In Cole v. Reynolds, (18 N. Y. Rep. 74,) which was an action between partners of two firms, it was decided that in equity it was enough that the proper parties were before the court, and it was not necessary in such a case that the complaint should propose an accounting as between the firms or the various partners; but such accounting may be directed, if facts are shown that would render it inequitable to permit a recovery by one firm against the other, without adjusting the accounts of the individuals composing it.

In Emery v. Pease, (20 N. Y. Rep. 62,) where the complaint contained no averment that the parties had stated an account, but set forth a state of facts showing that the plain*219tiff was entitled to an account, and tending to show an account stated, and demanded judgment for a sum certain as an ascertained balance, it was held that the complaint should not be dismissed; but that the action proceed as if the plaintiff had asked an accounting and judgment for the amount which .should thereupon be found due. (See also The N. Y. Ice Co. v. The N. W. Insurance Co. of Oswego, 23 N. Y. Rep. 357, 359, 360; Bidwell v. The Astor Mutual Ins. Co., 16 id. 263.)

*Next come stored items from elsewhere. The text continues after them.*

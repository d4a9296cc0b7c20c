//! CLI-side configuration assembly
//!
//! Builds a [`DedupConfig`] from an optional TOML file plus command-line
//! overrides. Flags always win over file values.

use std::path::PathBuf;

use anyhow::{Context, Result};
use clap::Args;
use tmxdedup_core::{DedupConfig, MatchMode};

/// Matching and priority flags shared by the `process` and `analyze` commands
#[derive(Debug, Args)]
pub struct RuleArgs {
    /// Configuration file (TOML)
    #[arg(short, long, value_name = "FILE")]
    pub config: Option<PathBuf>,

    /// Which segment text defines duplicate equivalence
    #[arg(short, long, value_enum)]
    pub match_mode: Option<MatchModeArg>,

    /// Treat differently cased text as distinct
    #[arg(long)]
    pub case_sensitive: bool,

    /// Collapse whitespace runs before comparing
    #[arg(long)]
    pub ignore_whitespace: bool,

    /// Strip terminal punctuation before comparing
    #[arg(long)]
    pub ignore_punctuation: bool,

    /// Privileged creation id, repeatable, highest priority first
    #[arg(long, value_name = "ID")]
    pub prefer_creation_id: Vec<String>,

    /// Privileged change id, repeatable, highest priority first
    #[arg(long, value_name = "ID")]
    pub prefer_change_id: Vec<String>,

    /// Compare dates before privileged id lists
    #[arg(long)]
    pub date_first: bool,

    /// Source language override (default: the header's srclang)
    #[arg(short, long, value_name = "LANG")]
    pub source_lang: Option<String>,

    /// Target language override (default: the unit's non-source variant)
    #[arg(short, long, value_name = "LANG")]
    pub target_lang: Option<String>,

    /// Use the low-memory tuning preset
    #[arg(long)]
    pub low_memory: bool,

    /// Read chunk size in KB
    #[arg(long, value_name = "KB")]
    pub chunk_kb: Option<usize>,
}

/// Duplicate match modes accepted on the command line
#[derive(Debug, Clone, Copy, clap::ValueEnum)]
pub enum MatchModeArg {
    /// Source segments must be equal
    SourceEqual,
    /// Target segments must be equal
    TargetEqual,
    /// Both segments must be equal
    BothEqual,
}

impl From<MatchModeArg> for MatchMode {
    fn from(mode: MatchModeArg) -> Self {
        match mode {
            MatchModeArg::SourceEqual => MatchMode::SourceEqual,
            MatchModeArg::TargetEqual => MatchMode::TargetEqual,
            MatchModeArg::BothEqual => MatchMode::BothEqual,
        }
    }
}

impl RuleArgs {
    /// Assemble the pipeline configuration from file, preset and flags
    pub fn build_config(&self) -> Result<DedupConfig> {
        let mut config = match &self.config {
            Some(path) => {
                let text = std::fs::read_to_string(path)
                    .with_context(|| format!("failed to read config file: {}", path.display()))?;
                toml::from_str(&text)
                    .with_context(|| format!("invalid config file: {}", path.display()))?
            }
            None if self.low_memory => DedupConfig::low_memory(),
            None => DedupConfig::default(),
        };

        if self.config.is_some() && self.low_memory {
            let preset = DedupConfig::low_memory();
            config.batch_memory_ceiling = preset.batch_memory_ceiling;
            config.batch_floor = preset.batch_floor;
            config.purge_interval = preset.purge_interval;
            config.writer_flush_threshold = preset.writer_flush_threshold;
            config.output_blob_cap = preset.output_blob_cap;
            config.read_chunk_size = preset.read_chunk_size;
        }

        if let Some(mode) = self.match_mode {
            config.match_config.match_mode = mode.into();
        }
        if self.case_sensitive {
            config.match_config.case_sensitive = true;
        }
        if self.ignore_whitespace {
            config.match_config.ignore_whitespace = true;
        }
        if self.ignore_punctuation {
            config.match_config.ignore_punctuation = true;
        }
        if !self.prefer_creation_id.is_empty() {
            config.priority_config.creation_ids = self.prefer_creation_id.clone();
        }
        if !self.prefer_change_id.is_empty() {
            config.priority_config.change_ids = self.prefer_change_id.clone();
        }
        if self.date_first {
            config.priority_config.date_first = true;
        }
        if let Some(lang) = &self.source_lang {
            config.source_lang = Some(lang.clone());
        }
        if let Some(lang) = &self.target_lang {
            config.target_lang = Some(lang.clone());
        }
        if let Some(kb) = self.chunk_kb {
            config.read_chunk_size = kb * 1024;
        }

        Ok(config)
    }
}

#[cfg(test)]
mod tests {
    use super::*;
    use std::io::Write;
    use tempfile::NamedTempFile;

    fn bare_args() -> RuleArgs {
        RuleArgs {
            config: None,
            match_mode: None,
            case_sensitive: false,
            ignore_whitespace: false,
            ignore_punctuation: false,
            prefer_creation_id: Vec::new(),
            prefer_change_id: Vec::new(),
            date_first: false,
            source_lang: None,
            target_lang: None,
            low_memory: false,
            chunk_kb: None,
        }
    }

    #[test]
    fn defaults_without_flags() {
        let config = bare_args().build_config().unwrap();
        assert_eq!(config.match_config.match_mode, MatchMode::BothEqual);
        assert!(config.priority_config.creation_ids.is_empty());
    }

    #[test]
    fn flags_override_defaults() {
        let args = RuleArgs {
            match_mode: Some(MatchModeArg::SourceEqual),
            case_sensitive: true,
            prefer_creation_id: vec!["tm_admin".into()],
            source_lang: Some("en-US".into()),
            chunk_kb: Some(16),
            ..bare_args()
        };
        let config = args.build_config().unwrap();
        assert_eq!(config.match_config.match_mode, MatchMode::SourceEqual);
        assert!(config.match_config.case_sensitive);
        assert_eq!(config.priority_config.creation_ids, vec!["tm_admin"]);
        assert_eq!(config.source_lang.as_deref(), Some("en-US"));
        assert_eq!(config.read_chunk_size, 16 * 1024);
    }

    #[test]
    fn file_values_load_and_flags_win() {
        let mut file = NamedTempFile::new().unwrap();
        writeln!(
            file,
            "source_lang = \"de-DE\"\n\n[match_config]\nmatch_mode = \"target_equal\""
        )
        .unwrap();

        let args = RuleArgs {
            config: Some(file.path().to_path_buf()),
            match_mode: Some(MatchModeArg::BothEqual),
            ..bare_args()
        };
        let config = args.build_config().unwrap();
        assert_eq!(config.source_lang.as_deref(), Some("de-DE"));
        assert_eq!(config.match_config.match_mode, MatchMode::BothEqual);
    }

    #[test]
    fn low_memory_preset_applies() {
        let args = RuleArgs {
            low_memory: true,
            ..bare_args()
        };
        let config = args.build_config().unwrap();
        assert_eq!(config.read_chunk_size, DedupConfig::low_memory().read_chunk_size);
    }
}
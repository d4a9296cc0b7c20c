//! tmxdedup CLI library
//!
//! Command-line interface around the `tmxdedup-core` pipeline: argument
//! parsing, file-backed chunk sourcing, encoding detection, progress
//! reporting and report rendering.

pub mod codec;
pub mod commands;
pub mod config;
pub mod input;
pub mod output;
pub mod progress;
pub mod report;
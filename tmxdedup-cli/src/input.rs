//! File-backed chunk sourcing

use std::fs::File;
use std::io::{self, Read, Seek, SeekFrom};
use std::path::Path;

use anyhow::{Context, Result};
use tmxdedup_core::ChunkSource;

/// Chunk source over a seekable file
///
/// The length is captured at open time; the pipeline assumes the file does
/// not change underneath it.
#[derive(Debug)]
pub struct FileChunkSource {
    file: File,
    len: u64,
}

impl FileChunkSource {
    /// Open a file for chunked reading
    pub fn open(path: &Path) -> Result<Self> {
        let file = File::open(path)
            .with_context(|| format!("failed to open input file: {}", path.display()))?;
        let len = file
            .metadata()
            .with_context(|| format!("failed to stat input file: {}", path.display()))?
            .len();
        Ok(Self { file, len })
    }
}

impl ChunkSource for FileChunkSource {
    fn len(&self) -> u64 {
        self.len
    }

    fn read(&mut self, offset: u64, len: usize) -> io::Result<Vec<u8>> {
        self.file.seek(SeekFrom::Start(offset))?;
        let mut buf = vec![0u8; len];
        let mut filled = 0;
        while filled < len {
            let n = self.file.read(&mut buf[filled..])?;
            if n == 0 {
                break;
            }
            filled += n;
        }
        buf.truncate(filled);
        Ok(buf)
    }
}
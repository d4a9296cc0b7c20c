//! Output file writing

use std::fs;
use std::io::Write;
use std::path::{Path, PathBuf};

use anyhow::{Context, Result};

/// Write output blobs to `path` atomically
///
/// The blobs land in a sibling temporary file which is renamed over the
/// destination only after every byte is flushed, so a failed run never
/// leaves a truncated output behind.
pub fn write_atomic(path: &Path, blobs: &[Vec<u8>]) -> Result<()> {
    let tmp_path = temp_path(path);

    let result = (|| -> Result<()> {
        let mut file = fs::File::create(&tmp_path)
            .with_context(|| format!("failed to create {}", tmp_path.display()))?;
        for blob in blobs {
            file.write_all(blob)
                .with_context(|| format!("failed to write {}", tmp_path.display()))?;
        }
        file.sync_all()
            .with_context(|| format!("failed to sync {}", tmp_path.display()))?;
        fs::rename(&tmp_path, path)
            .with_context(|| format!("failed to move output into place at {}", path.display()))?;
        Ok(())
    })();

    if result.is_err() {
        let _ = fs::remove_file(&tmp_path);
    }
    result
}

fn temp_path(path: &Path) -> PathBuf {
    let mut name = path.file_name().unwrap_or_default().to_os_string();
    name.push(".tmp");
    path.with_file_name(name)
}
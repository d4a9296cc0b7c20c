//! Progress reporting

use std::io;
use std::time::Duration;

use indicatif::{ProgressBar, ProgressStyle};
use tmxdedup_core::ChunkSource;

/// Byte-level progress reporter for pipeline runs
pub struct ProgressReporter {
    progress_bar: Option<ProgressBar>,
    quiet: bool,
}

impl ProgressReporter {
    /// Create a new progress reporter
    pub fn new(quiet: bool) -> Self {
        Self {
            progress_bar: None,
            quiet,
        }
    }

    /// Initialize the bar for `passes` streaming passes over `file_len` bytes
    pub fn init_bytes(&mut self, file_len: u64, passes: u64) {
        if self.quiet {
            return;
        }

        let pb = ProgressBar::new(file_len.saturating_mul(passes));
        pb.set_style(
            ProgressStyle::default_bar()
                .template("[{elapsed_precise}] {bar:40.cyan/blue} {bytes}/{total_bytes} {msg}")
                .unwrap()
                .progress_chars("##-"),
        );
        pb.enable_steady_tick(Duration::from_millis(100));

        self.progress_bar = Some(pb);
    }

    /// Record bytes read from the source
    pub fn advance(&self, bytes: u64) {
        if let Some(pb) = &self.progress_bar {
            pb.inc(bytes);
        }
    }

    /// Finish progress reporting
    pub fn finish(&self) {
        if let Some(pb) = &self.progress_bar {
            pb.finish_with_message("Complete");
        }
    }
}

/// Chunk source decorator that ticks the progress bar as bytes are read
pub struct ProgressSource<'a, S: ChunkSource> {
    inner: &'a mut S,
    reporter: &'a ProgressReporter,
}

impl<'a, S: ChunkSource> ProgressSource<'a, S> {
    /// Wrap a chunk source with progress reporting
    pub fn new(inner: &'a mut S, reporter: &'a ProgressReporter) -> Self {
        Self { inner, reporter }
    }
}

impl<S: ChunkSource> ChunkSource for ProgressSource<'_, S> {
    fn len(&self) -> u64 {
        self.inner.len()
    }

    fn read(&mut self, offset: u64, len: usize) -> io::Result<Vec<u8>> {
        let chunk = self.inner.read(offset, len)?;
        self.reporter.advance(chunk.len() as u64);
        Ok(chunk)
    }
}
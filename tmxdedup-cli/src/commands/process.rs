//! Process command implementation

use std::io::Write;
use std::path::PathBuf;

use anyhow::{Context, Result};
use clap::Args;
use tmxdedup_core::DedupPipeline;

use crate::codec::EncodingCodec;
use crate::config::RuleArgs;
use crate::input::FileChunkSource;
use crate::output::write_atomic;
use crate::progress::{ProgressReporter, ProgressSource};
use crate::report::render_run_text;

/// Arguments for the process command
#[derive(Debug, Args)]
pub struct ProcessArgs {
    /// Input TMX file
    #[arg(short, long, value_name = "FILE")]
    pub input: PathBuf,

    /// Output file (default: stdout)
    #[arg(short, long, value_name = "FILE")]
    pub output: Option<PathBuf>,

    /// Matching and priority rules
    #[command(flatten)]
    pub rules: RuleArgs,

    /// Suppress progress output
    #[arg(short, long)]
    pub quiet: bool,

    /// Increase verbosity
    #[arg(short, long, action = clap::ArgAction::Count)]
    pub verbose: u8,
}

impl ProcessArgs {
    /// Execute the process command
    pub fn execute(&self) -> Result<()> {
        super::init_logging(self.quiet, self.verbose);

        log::info!("Deduplicating {}", self.input.display());
        log::debug!("Arguments: {:?}", self);

        let config = self.rules.build_config()?;
        let pipeline = DedupPipeline::new(config)?;

        let mut source = FileChunkSource::open(&self.input)?;
        let file_len = tmxdedup_core::ChunkSource::len(&source);

        // The pipeline streams the file twice: analysis, then rewrite
        let mut reporter = ProgressReporter::new(self.quiet || self.output.is_none());
        reporter.init_bytes(file_len, 2);

        let mut tracked = ProgressSource::new(&mut source, &reporter);
        let report = pipeline.run(&mut tracked, &EncodingCodec)?;
        reporter.finish();

        match &self.output {
            Some(path) => {
                write_atomic(path, &report.blobs)?;
                log::info!("Wrote {}", path.display());
            }
            None => {
                let stdout = std::io::stdout();
                let mut handle = stdout.lock();
                for blob in &report.blobs {
                    handle.write_all(blob).context("failed to write to stdout")?;
                }
            }
        }

        if self.output.is_some() {
            print!("{}", render_run_text(&report));
        } else {
            eprint!("{}", render_run_text(&report));
        }

        Ok(())
    }
}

The principle established is that relief can be granted consistent with the facts stated, although not specifically demanded ; without regard to the old distinction between law and equity which has been abolished by the code. (See § 69 of Code.) Under the provisions of the code which have been cited, and the liberal rules established in the adjudicated cases, to which I have referred, I see no great reason why the whole case could not be heard and disposed of. The parties were all before the court, and the proof was sufficient at least to show that the plaintiff had a right of action against the defendants, separately or together. If they were liable only separately, or if their proportions of the expenses of the repairs were different, the specific question of fact might be tried by a jury, and an accounting ordered, to adjust the amount to be paid by each of the defendants. Such relief was .consistent with the complaint, and embraced within the issue, and I think that the nonsuit was improperly granted by the judge.

But conceding that the pleadings were defective, it seems to me that there was no such variance as could not be supplied under the liberal provisions of the code. (§§ 169-171.) There was no pretense that the opposite party was misled; and I think it would have been a proper exercise of discretion to allow an amendment upon such terms as the case demanded. As, however, a new trial must be granted for the reasons already given, I forego any further discussion of this point, *220as well as of the other questions raised by the plaintiff's counsel upon the argument.

[Albany General Term, December 1, 1862.

The nonsuit must be set aside, the judgment reversed and a new trial granted, with costs to abide the event.